Entonces, si ocurriera una de esas frecuentes epidemias de amnesia y todo el mundo olvidara la obra de Dalí, la casa de mi abuelo y la casa de Dalí tendrían cosas parecidas. Es muy curioso que luego de los hijos, las obras y los árboles que siembras, lo que queda de ti, tu legado, tu testimonio de paso por la tierra, sean los cacharros que acumulas. Si has limpiado la casa de un difunto alguna vez, sabes de lo que hablo: cuando mueres, dejas un montón de basura.
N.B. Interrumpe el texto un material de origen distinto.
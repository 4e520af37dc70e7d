use std::sync::Arc;
use std::time::Duration;

use tokio::time::sleep;

use crate::services::TrainingJobService;

// Background admission loop: promotes pending and queued jobs to running
// whenever per-organization quota allows (one scheduler tick per interval).
#[derive(Debug)]
pub struct AdmissionProcessor {
    pub job_service: Arc<TrainingJobService>,
    pub tick: Duration,
}

impl AdmissionProcessor {
    pub async fn run(&self) {
        loop {
            if let Err(error) = self.job_service.admit_queued(&None).await {
                tracing::error!("admission tick failed: {}", error);
            }

            sleep(self.tick).await;
        }
    }
}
Excepto si eres un artista, en cuyo caso, es un acto de genialidad haber llenado tu casa de baratijas.

Aunque pensándolo bien, es probable que la de mi abuelo fue la última generación de acaparadores. La obsolescencia programada ha alterado nuestra relación con los objetos. Mi papá dejará muchas menos cosas que mi abuelo. No tendrá un estudio-refugio lleno de trastos, no tendrá esos libros privados, álbumes con poemas de novias clandestinas, gavetas llenas de proyectos inconclusos, ni periódicos de 1914.
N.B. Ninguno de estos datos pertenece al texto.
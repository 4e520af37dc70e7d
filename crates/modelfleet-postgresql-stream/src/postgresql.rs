use std::str::FromStr;
use std::sync::Arc;

use async_trait::async_trait;
use chrono::{DateTime, Utc};
use sqlx::postgres::PgPool;
use sqlx::Row;

use modelfleet_core::{Event, EventStream, EventType, ModelType, OperationId};

// Events are fanned out into one row per configured subscriber; a consumer
// deletes its row once the event is processed.
#[derive(Debug)]
pub struct PostgresqlEventStream {
    pub db: Arc<PgPool>,
    pub subscribers: Vec<String>,
}

impl PostgresqlEventStream {
    fn make_id(operation_id: &str, consumer_id: &str) -> String {
        format!("{}-{}", operation_id, consumer_id)
    }

    fn event_from_row(row: &sqlx::postgres::PgRow) -> anyhow::Result<Event> {
        let operation_id: String = row.try_get("operation_id")?;
        let model_type: String = row.try_get("model_type")?;
        let event_type: String = row.try_get("event_type")?;
        let timestamp: DateTime<Utc> = row.try_get("event_timestamp")?;

        Ok(Event {
            operation_id: OperationId { id: operation_id },
            model_type: ModelType::from_str(&model_type)?,
            event_type: EventType::from_str(&event_type)?,
            serialized_previous_model: row.try_get("serialized_previous_model")?,
            serialized_current_model: row.try_get("serialized_current_model")?,
            timestamp,
        })
    }
}

#[async_trait]
impl EventStream for PostgresqlEventStream {
    #[tracing::instrument(name = "postgresql_stream::send")]
    async fn send(&self, event: &Event) -> anyhow::Result<()> {
        for consumer_id in self.subscribers.iter() {
            sqlx::query(
                r#"
                INSERT INTO event_queue
                    (id, consumer_id, operation_id, model_type, event_type,
                     serialized_previous_model, serialized_current_model, event_timestamp)
                VALUES ($1, $2, $3, $4, $5, $6, $7, $8)
                ON CONFLICT (id) DO NOTHING
                "#,
            )
            .bind(Self::make_id(&event.operation_id.id, consumer_id))
            .bind(consumer_id)
            .bind(&event.operation_id.id)
            .bind(event.model_type.as_str())
            .bind(event.event_type.as_str())
            .bind(&event.serialized_previous_model)
            .bind(&event.serialized_current_model)
            .bind(event.timestamp)
            .execute(&*self.db)
            .await?;
        }

        Ok(())
    }

    #[tracing::instrument(name = "postgresql_stream::send_many")]
    async fn send_many(&self, events: &[Event]) -> anyhow::Result<()> {
        for event in events {
            self.send(event).await?;
        }

        Ok(())
    }

    #[tracing::instrument(name = "postgresql_stream::receive")]
    async fn receive(&self, consumer_id: &str) -> anyhow::Result<Vec<Event>> {
        let rows = sqlx::query(
            "SELECT * FROM event_queue WHERE consumer_id = $1 ORDER BY event_timestamp",
        )
        .bind(consumer_id)
        .fetch_all(&*self.db)
        .await?;

        rows.iter().map(Self::event_from_row).collect()
    }

    #[tracing::instrument(name = "postgresql_stream::delete")]
    async fn delete(&self, event: &Event, consumer_id: &str) -> anyhow::Result<u64> {
        let result = sqlx::query("DELETE FROM event_queue WHERE id = $1")
            .bind(Self::make_id(&event.operation_id.id, consumer_id))
            .execute(&*self.db)
            .await?;

        Ok(result.rows_affected())
    }
}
¿Y yo? bueno, en el caso de los emigrantes es un asunto completamente distinto. Cuando emigras, renuncias a todo lo que no te cabe en la maleta.

(Mi esposa dice que cada vez que hace una maleta revive el episodio, recuerda las cosas de las que se desprendió y es como si se rasguñara y reabriera una herida que nunca sana completamente)

Yo dejé hasta los poemarios, pensando –aspirando– que eso haría más llevadera esta derrota que es emigrar. Pero no.

Claro, hay emigrantes de emigrantes. Hay gente que llena sus baúles victorianos y emprende la expedición. Gente que transporta un container y 60 cajas de basura de un continente a otro. Pero yo nunca fui de esos.

Así que cuando veo objetos acumulados en una repisa, cuando visito a una casa y descubro historia, sufro un episodio de añoranza por los objetos ¿sabes?: el ansia de tener un carrito de mi infancia, un bolígrafo, un reloj, un portarretratos, un llavero, cualquier recuerdo de il vecchio paese. Un asidero, algo, en el éter de la desmemoria.